Getting the board’s ear is not enough. Knowing how to present relevant information and conveying it without losing board members in a welter of terms they don’t understand is key. Knowing how to present the message is as important as the message itself, because if you don’t frame it right, then your opportunity to give the board a good reading of the situation — and ask for the things you need to fulfill your mission and theirs — might slip away.
There’s always been a debate over what type of information we present. If we go in and discuss metrics, your board is likely to tune out if it isn’t well-versed in the technicality of patches, endpoint protection and things like that. The board doesn’t want to hear about tactics – it wants to hear about strategy. It wants to know the significance of the information you’re presenting, and how it’s going to affect what the business does.

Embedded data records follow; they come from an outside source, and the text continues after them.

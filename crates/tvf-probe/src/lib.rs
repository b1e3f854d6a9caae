//! tvf-probe: Active reachability probes for IPTV terminals
//!
//! This crate performs server-initiated connectivity checks against a
//! terminal's IP address. It is stateless: every call produces a fresh
//! [`ConnectivityTestResult`] and network failures are reported as data,
//! never as errors.

pub mod engine;
pub mod error;
pub mod icmp;
pub mod result;

pub use engine::{ProbeEngine, ProbeSettings, DEFAULT_SERVICE_PORTS};
pub use error::ProbeError;
pub use icmp::{IcmpProber, SystemPing};
pub use result::{service_key, ConnectivityTestResult, ProbeErrorCode, ProbeMethod};
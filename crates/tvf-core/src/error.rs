//! Core error types for tvfleet

use std::fmt;
use std::path::PathBuf;
use thiserror::Error;

use crate::types::{LocationType, TerminalId};

/// Top-level error type for fleet operations
#[derive(Error, Debug)]
pub enum FleetError {
    /// Registry rule violated or row missing
    #[error(transparent)]
    Registry(#[from] RegistryError),
}

impl From<StoreError> for FleetError {
    fn from(e: StoreError) -> Self {
        FleetError::Registry(RegistryError::Store(e))
    }
}

/// Identifier covered by a uniqueness guard
#[derive(Debug, Clone, Copy, PartialEq, Eq)]
pub enum IdentifierField {
    /// Human-assigned terminal code
    TerminalCode,
    /// Hardware address
    MacAddress,
    /// Network address
    IpAddress,
}

impl fmt::Display for IdentifierField {
    fn fmt(&self, f: &mut fmt::Formatter<'_>) -> fmt::Result {
        match self {
            IdentifierField::TerminalCode => write!(f, "terminalCode"),
            IdentifierField::MacAddress => write!(f, "macAddress"),
            IdentifierField::IpAddress => write!(f, "ipAddress"),
        }
    }
}

/// Errors surfaced by registry operations
#[derive(Error, Debug)]
pub enum RegistryError {
    /// Another terminal already uses this identifier
    #[error("Duplicate {field}: {value} is already registered")]
    DuplicateIdentifier {
        field: IdentifierField,
        value: String,
    },

    /// No terminal with this ID
    #[error("Terminal not found: {0}")]
    TerminalNotFound(TerminalId),

    /// Location reference does not resolve
    #[error("Location not found: {location_type} {identifier}")]
    LocationNotFound {
        location_type: LocationType,
        identifier: String,
    },

    /// Malformed request data
    #[error("Invalid terminal data: {0}")]
    Invalid(String),

    /// Persistence failure
    #[error("Store error: {0}")]
    Store(#[from] StoreError),
}

impl From<InvalidMacAddress> for RegistryError {
    fn from(e: InvalidMacAddress) -> Self {
        RegistryError::Invalid(e.to_string())
    }
}

/// Persistence-layer errors
#[derive(Error, Debug)]
pub enum StoreError {
    /// I/O error
    #[error("I/O error: {0}")]
    Io(#[from] std::io::Error),

    /// Snapshot encoding error
    #[error("Serialization error: {0}")]
    Serialization(#[from] serde_json::Error),

    /// Backend cannot serve the request right now
    #[error("Store unavailable: {0}")]
    Unavailable(String),
}

/// MAC address that could not be parsed
#[derive(Error, Debug, Clone, PartialEq, Eq)]
#[error("Invalid MAC address: {0:?}")]
pub struct InvalidMacAddress(pub String);

/// Configuration-related errors
#[derive(Error, Debug)]
pub enum ConfigError {
    /// Config file not found
    #[error("Config file not found: {0}")]
    NotFound(PathBuf),

    /// Invalid configuration
    #[error("Invalid config: {0}")]
    Invalid(String),

    /// TOML parse error
    #[error("TOML parse error: {0}")]
    Parse(#[from] toml::de::Error),
}
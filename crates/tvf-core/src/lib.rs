//! tvf-core: Core abstractions and configuration for tvfleet
//!
//! This crate provides the terminal entity, shared identifiers, the
//! persistence and room-lookup traits, API payloads and configuration
//! structures used by the server and the terminal agent.

pub mod api;
pub mod config;
pub mod error;
pub mod terminal;
pub mod time;
pub mod traits;
pub mod types;

pub use error::{ConfigError, FleetError, IdentifierField, RegistryError, StoreError};
pub use terminal::{Liveness, Terminal, TerminalPatch, TerminalSpec};
pub use types::{LocationBinding, LocationType, MacAddress, TerminalId};
pub use traits::{Room, RoomDirectory, TerminalStore};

In other words, you need to frame your conversation with the board at the business level, and not in cyber jargon. That means talking about how a cyber risk turns into a business risk. Instead of saying, “We’re not patching the machines,” as CISOs might typically do, we need to translate things into dollars and cents, or reputational loss – things the board understands very well because it addresses the wellbeing of the organization.

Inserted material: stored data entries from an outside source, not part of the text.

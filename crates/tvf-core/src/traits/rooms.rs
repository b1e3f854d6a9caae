//! Room lookup collaborator

use async_trait::async_trait;
use serde::{Deserialize, Serialize};

use crate::error::StoreError;

/// A hotel room a terminal can be installed in
#[derive(Debug, Clone, PartialEq, Eq, Serialize, Deserialize)]
pub struct Room {
    pub number: String,
}

/// Resolves room numbers for `ROOM` location bindings
#[async_trait]
pub trait RoomDirectory: Send + Sync {
    /// Find a room by its number
    async fn find_room_by_number(&self, number: &str) -> Result<Option<Room>, StoreError>;
}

Beyond choosing the right language, another way to get your message out and gain more attention to your cause is to build alliances with people who will be at those board meetings, like the CFO. Have conversations with them, take them on as mentors who have the power to really help you.
It’s also useful to have good outreach to the CIO and the CTO because our work requires partnership. If we need something important that aligns with the business goals, it, more often than not, will be related to technology.
Additionally, that alliance has the potential to alter the mindset from bolting on security after the fact, to building it in from the ground up.
Collaboration with the audit department is important, too. They’re not there to make our lives difficult. They are a company’s last line of defense; understanding their purpose and building a strong relationship with them can help to advance your agenda.
As with so many things, then, communication is key. It’s not what you’re asking, but how you’re asking. Framing the request in terms of the wellbeing of the organization and making alliances will determine whether you have success or failure.